Like many people who follow a low-carb lifestyle, I often find myself struggling to keep side dishes exciting. After all, there are only so many ways to prepare cauliflower rice or zucchini noodles before you start craving variety. These beans have quickly become one of my go-to favorites. They’re hearty, rich, and bursting with Mediterranean flavor, yet still light enough to pair beautifully with so many different meals.
A Little Personal History
When I was a kid, my Mamaw would make green beans just for me. They were the flat green beans cooked with onion until they were almost mushy. At the time, it was one of the only vegetables I truly loved—and I think that’s why I have such a soft spot for these Greek-style beans today.

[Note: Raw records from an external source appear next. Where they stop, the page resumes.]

use clap::{Parser, Subcommand};
use once_cell::sync::Lazy;
use std::path::PathBuf;

/// `0.3.0` for release builds, `0.3.0@abc1234 2024-01-15 14:30` otherwise.
static VERSION: Lazy<String> = Lazy::new(|| {
    let hash = env!("GIT_HASH");
    match (env!("IS_RELEASE"), hash) {
        ("true", _) | (_, "") => env!("CARGO_PKG_VERSION").to_string(),
        _ => format!(
            "{}@{} {}",
            env!("CARGO_PKG_VERSION"),
            hash,
            env!("GIT_COMMIT_DATE")
        ),
    }
});

#[derive(Parser, Debug)]
#[command(name = "togo", bin_name = "togo", version = VERSION.as_str())]
#[command(about = "Manage a todo.txt task list", long_about = None)]
pub struct Cli {
    #[command(subcommand)]
    pub command: Option<Commands>,

    /// Todo file to use (overrides config)
    #[arg(short, long, global = true, value_name = "PATH")]
    pub file: Option<PathBuf>,

    /// Archive file for completed todos (overrides config)
    #[arg(long, global = true, value_name = "PATH")]
    pub done_file: Option<PathBuf>,

    /// Disable colored output
    #[arg(long, global = true)]
    pub no_color: bool,

    /// Verbose output
    #[arg(short, long, global = true)]
    pub verbose: bool,
}

#[derive(Subcommand, Debug)]
pub enum Commands {
    /// List todos
    #[command(visible_aliases = ["l", "list"])]
    Ls {
        /// Only show todos containing any of these terms
        queries: Vec<String>,

        /// List the archive instead of the todo file
        #[arg(short, long)]
        done: bool,
    },

    /// Add a todo
    #[command(visible_alias = "a")]
    Add {
        /// Todo text, e.g. `2021-01-01 call mom +home @phone`
        #[arg(required = true, num_args = 1.., trailing_var_arg = true, allow_hyphen_values = true)]
        text: Vec<String>,
    },

    /// Mark a todo as done, or undone again
    #[command(visible_aliases = ["x", "complete"])]
    Do {
        /// Todo number as shown by `ls`
        position: usize,
    },

    /// Remove a todo
    #[command(visible_aliases = ["remove", "delete"])]
    Rm {
        /// Todo number as shown by `ls`
        position: usize,
    },

    /// Move all completed todos to the archive file
    #[command(visible_alias = "arch")]
    Archive,

    /// Get or set configuration
    Config {
        /// Configuration key (todo-file, done-file, prepend-date, priority)
        key: Option<String>,

        /// Value to set (if omitted, prints current value)
        value: Option<String>,
    },

    /// Create an empty todo file
    Init,
}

The texture is tender, the flavors are deep, and every bite reminds me of comfort food with a Mediterranean twist.
Why You’ll Love These Greek Green Beans
- Versatile: They go with just about anything! I recently served them with a grilled ribeye steak, and the combination was perfection. They’re also fantastic with Greek-style steak, chicken, or lamb.
- Low-Carb Friendly: With only around 15 grams of carbs per serving, they’re a satisfying side that fits into a lower-carb way of eating.
- Customizable: If you’re not concerned about carbs, you can add potatoes and carrots for a more traditional Greek version.
- Make-Ahead Friendly: The flavors actually improve as they sit, making them great for meal prep or entertaining.

Greek Green Beans
Ingredients
- Greek Green Beans
- 1 ½ lbs green beans trimmed
- 1 onion chopped
- 3 –4 garlic cloves minced
- 1 can crushed tomatoes 14–15 oz
- ½ cup parsley chopped/optional
- 1 tsp oregano
- ½ cup extra-virgin olive oil
- ½ cup chicken broth
- Salt & pepper
Instructions
- Sauté onion + garlic in olive oil until soft.
- Add tomatoes, oregano, salt & pepper. Simmer 5 min.
- Stir in green beans & parsley. Add chicken broth.
- Cover & simmer 35–45 min until beans are tender.
- Finish with a drizzle of olive oil, crumbled feta & fresh lemon. 🍋
- Serve warm or at room temp — the flavors only get better!